[EXTRACTED RECORDS Boundary: Start]

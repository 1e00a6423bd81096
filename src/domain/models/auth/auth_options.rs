/// 라우트별 인증 요구 사항
///
/// 모든 플래그가 꺼져 있으면 공개 라우트이며, 인증 체인은 신원 없이 요청을 통과시킵니다.
#[derive(Debug, Clone, Copy, Default, PartialEq, Eq)]
pub struct AuthOptions {
    /// 세션 로그인 필수
    pub check_login: bool,
    /// 세션이 있으면 사용자로 식별, 없어도 통과
    pub try_check_login: bool,
    /// `Authorization: Bearer` 토큰 허용
    pub check_token: bool,
    /// `Authorization: Basic` 허용
    pub check_basic_auth: bool,
    /// `Org` 헤더 / `orgName` 쿼리에 대한 조직 권한 검사
    pub check_org: bool,
}

impl AuthOptions {
    pub const fn public() -> Self {
        Self {
            check_login: false,
            try_check_login: false,
            check_token: false,
            check_basic_auth: false,
            check_org: false,
        }
    }

    pub const fn login() -> Self {
        Self { check_login: true, ..Self::public() }
    }

    pub const fn try_login() -> Self {
        Self { try_check_login: true, ..Self::public() }
    }

    pub const fn with_token(self) -> Self {
        Self { check_token: true, ..self }
    }

    pub const fn with_basic_auth(self) -> Self {
        Self { check_basic_auth: true, ..self }
    }

    pub const fn with_org_check(self) -> Self {
        Self { check_org: true, ..self }
    }

    pub fn is_public(&self) -> bool {
        !(self.check_login || self.try_check_login || self.check_token || self.check_basic_auth || self.check_org)
    }
}

#[cfg(test)]
mod tests {
    use super::*;

    #[test]
    fn test_builders() {
        assert!(AuthOptions::public().is_public());
        assert!(AuthOptions::default().is_public());

        let opts = AuthOptions::login().with_token().with_org_check();
        assert!(opts.check_login && opts.check_token && opts.check_org);
        assert!(!opts.check_basic_auth);
        assert!(!opts.is_public());

        assert!(!AuthOptions::public().with_org_check().is_public());
    }
}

[EXTRACTED RECORDS Boundary: End]

Without altering a single word, transcribe the entries above.

**ANSWER SPACE**
repository 1e00a6423bd81096
filename src/domain/models/auth/auth_options.rs
/// 라우트별 인증 요구 사항
///
/// 모든 플래그가 꺼져 있으면 공개 라우트이며, 인증 체인은 신원 없이 요청을 통과시킵니다.
#[derive(Debug, Clone, Copy, Default, PartialEq, Eq)]
pub struct AuthOptions {
    /// 세션 로그인 필수
    pub check_login: bool,
    /// 세션이 있으면 사용자로 식별, 없어도 통과
    pub try_check_login: bool,
    /// `Authorization: Bearer` 토큰 허용
    pub check_token: bool,
    /// `Authorization: Basic` 허용
    pub check_basic_auth: bool,
    /// `Org` 헤더 / `orgName` 쿼리에 대한 조직 권한 검사
    pub check_org: bool,
}

impl AuthOptions {
    pub const fn public() -> Self {
        Self {
            check_login: false,
            try_check_login: false,
            check_token: false,
            check_basic_auth: false,
            check_org: false,
        }
    }

    pub const fn login() -> Self {
        Self { check_login: true, ..Self::public() }
    }

    pub const fn try_login() -> Self {
        Self { try_check_login: true, ..Self::public() }
    }

    pub const fn with_token(self) -> Self {
        Self { check_token: true, ..self }
    }

    pub const fn with_basic_auth(self) -> Self {
        Self { check_basic_auth: true, ..self }
    }

    pub const fn with_org_check(self) -> Self {
        Self { check_org: true, ..self }
    }

    pub fn is_public(&self) -> bool {
        !(self.check_login || self.try_check_login || self.check_token || self.check_basic_auth || self.check_org)
    }
}

#[cfg(test)]
mod tests {
    use super::*;

    #[test]
    fn test_builders() {
        assert!(AuthOptions::public().is_public());
        assert!(AuthOptions::default().is_public());

        let opts = AuthOptions::login().with_token().with_org_check();
        assert!(opts.check_login && opts.check_token && opts.check_org);
        assert!(!opts.check_basic_auth);
        assert!(!opts.is_public());

        assert!(!AuthOptions::public().with_org_check().is_public());
    }
}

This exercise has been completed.